Abstract

The crystal structure of faustite, ZnAl6(PO4)4(OH)8·4H2O, was determined using single-crystal data (Mo-Kα X-radiation, CCD area detector, 1624 unique reflections, R1 = 4.91%, wR2 = 9.23%), and compared with results of a reinvestigation of the structure of its copper analogue turquoise, CuAl6(PO4)4(OH)8·4H2O (2737 unique reflections, R1 = 2.81%, wR2 = 6.90%). Both are isostructural and crystallize in space group P1̅, with a = 7.419(2) [turquoise: 7.410(1)], b = 7.629(3) [7.633(1)], c = 9.905(3) [9.904(1)] Å, α = 69.17(2) [68.42(1)], β = 69.88(2) [69.65(1)], γ = 64.98(2) [65.05(1)]°, V = 462.2(3) [460.27(10)] Å3, and Z = 1. The structure consists of distorted MO6 polyhedra (M = Zn, Cu), AlO6 octahedra and PO4 tetrahedra.
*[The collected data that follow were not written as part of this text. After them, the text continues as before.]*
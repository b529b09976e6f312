//! lookup_executor.rs - Runs catalog lookups on a dedicated background thread.
//!
//! A UI thread sends `LookupRequest`s and keeps rendering while the catalog
//! is queried; results come back as `LookupResponse`s tagged with the request
//! id so the caller can tell which ones are still wanted (see `picker`).

use crate::catalog::{CatalogLookup, LookupError, Part};
use crate::slots::{SlotDefinition, SlotId};
use std::sync::mpsc::{self, Receiver, RecvTimeoutError, Sender, TryRecvError};
use std::thread::JoinHandle;
use std::time::Duration;

/// Unique identifier for each request/response pair.
pub type RequestId = u64;

/// A request to fetch every part of a slot's category.
#[derive(Debug, Clone, PartialEq, Eq)]
pub struct LookupRequest {
    pub id: RequestId,
    pub slot: SlotId,
    pub category: String,
}

impl LookupRequest {
    pub fn for_slot(id: RequestId, slot: &SlotDefinition) -> Self {
        Self {
            id,
            slot: slot.id.clone(),
            category: slot.category.clone(),
        }
    }

    /// A request not tied to a picker; the category doubles as the slot id.
    pub fn for_category(id: RequestId, category: &str) -> Self {
        Self {
            id,
            slot: SlotId::new(category),
            category: category.to_string(),
        }
    }
}

/// The raw catalog result for one request.
#[derive(Debug, Clone, PartialEq, Eq)]
pub struct LookupResponse {
    pub id: RequestId,
    pub slot: SlotId,
    pub result: Result<Vec<Part>, LookupError>,
}

/// Spawns a dedicated thread that serves lookup requests.
///
/// The thread handles requests one at a time, in arrival order, and exits
/// when the request channel closes or nobody is listening for responses.
pub fn spawn_lookup_thread<L>(
    lookup: L,
    request_rx: Receiver<LookupRequest>,
    response_tx: Sender<LookupResponse>,
) -> JoinHandle<()>
where
    L: CatalogLookup + Send + 'static,
{
    std::thread::spawn(move || {
        tracing::debug!("Lookup executor thread started.");
        while let Ok(request) = request_rx.recv() {
            tracing::debug!("Executing lookup request: {:?}", request);
            let result = lookup.query(&request.category);
            if let Err(e) = &result {
                tracing::warn!("Lookup {} for '{}' failed: {}", request.id, request.category, e);
            }

            let response = LookupResponse {
                id: request.id,
                slot: request.slot,
                result,
            };
            if response_tx.send(response).is_err() {
                tracing::debug!("Response receiver dropped, stopping lookup executor.");
                break;
            }
        }
        tracing::debug!("Lookup executor thread finished.");
    })
}

/// Owns both channel ends of a running lookup thread.
#[derive(Debug)]
pub struct LookupWorker {
    request_tx: Sender<LookupRequest>,
    response_rx: Receiver<LookupResponse>,
    handle: Option<JoinHandle<()>>,
}

impl LookupWorker {
    pub fn spawn<L>(lookup: L) -> Self
    where
        L: CatalogLookup + Send + 'static,
    {
        let (request_tx, request_rx) = mpsc::channel();
        let (response_tx, response_rx) = mpsc::channel();
        let handle = spawn_lookup_thread(lookup, request_rx, response_tx);
        Self {
            request_tx,
            response_rx,
            handle: Some(handle),
        }
    }

    /// Queue a request. Returns false if the worker thread has stopped.
    pub fn submit(&self, request: LookupRequest) -> bool {
        self.request_tx.send(request).is_ok()
    }

    /// Next response if one is ready, without blocking.
    pub fn try_recv(&self) -> Option<LookupResponse> {
        match self.response_rx.try_recv() {
            Ok(response) => Some(response),
            Err(TryRecvError::Empty | TryRecvError::Disconnected) => None,
        }
    }

    /// Wait up to `timeout` for the next response.
    pub fn recv_timeout(&self, timeout: Duration) -> Option<LookupResponse> {
        match self.response_rx.recv_timeout(timeout) {
            Ok(response) => Some(response),
            Err(RecvTimeoutError::Timeout | RecvTimeoutError::Disconnected) => None,
        }
    }

    /// Close the request channel and wait for the thread to drain.
    pub fn shutdown(mut self) {
        let handle = self.handle.take();
        drop(self);
        if let Some(handle) = handle {
            if handle.join().is_err() {
                tracing::error!("Lookup executor thread panicked");
            }
        }
    }
}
By edge- and corner-sharing of these polyhedra a fairly dense three-dimensional framework is formed which is further strengthened by a system of hydrogen bonds. The metal atoms in the unique MO6 (M = Zn or Cu) polyhedron show a distorted [2+2+2]-coordination, the distortion being more pronounced in turquoise. About 10% of the M site is vacant in both minerals. In turquoise, a previously undetected structural site with a very low occupancy of (possibly) Cu is present at the position (½,0,½).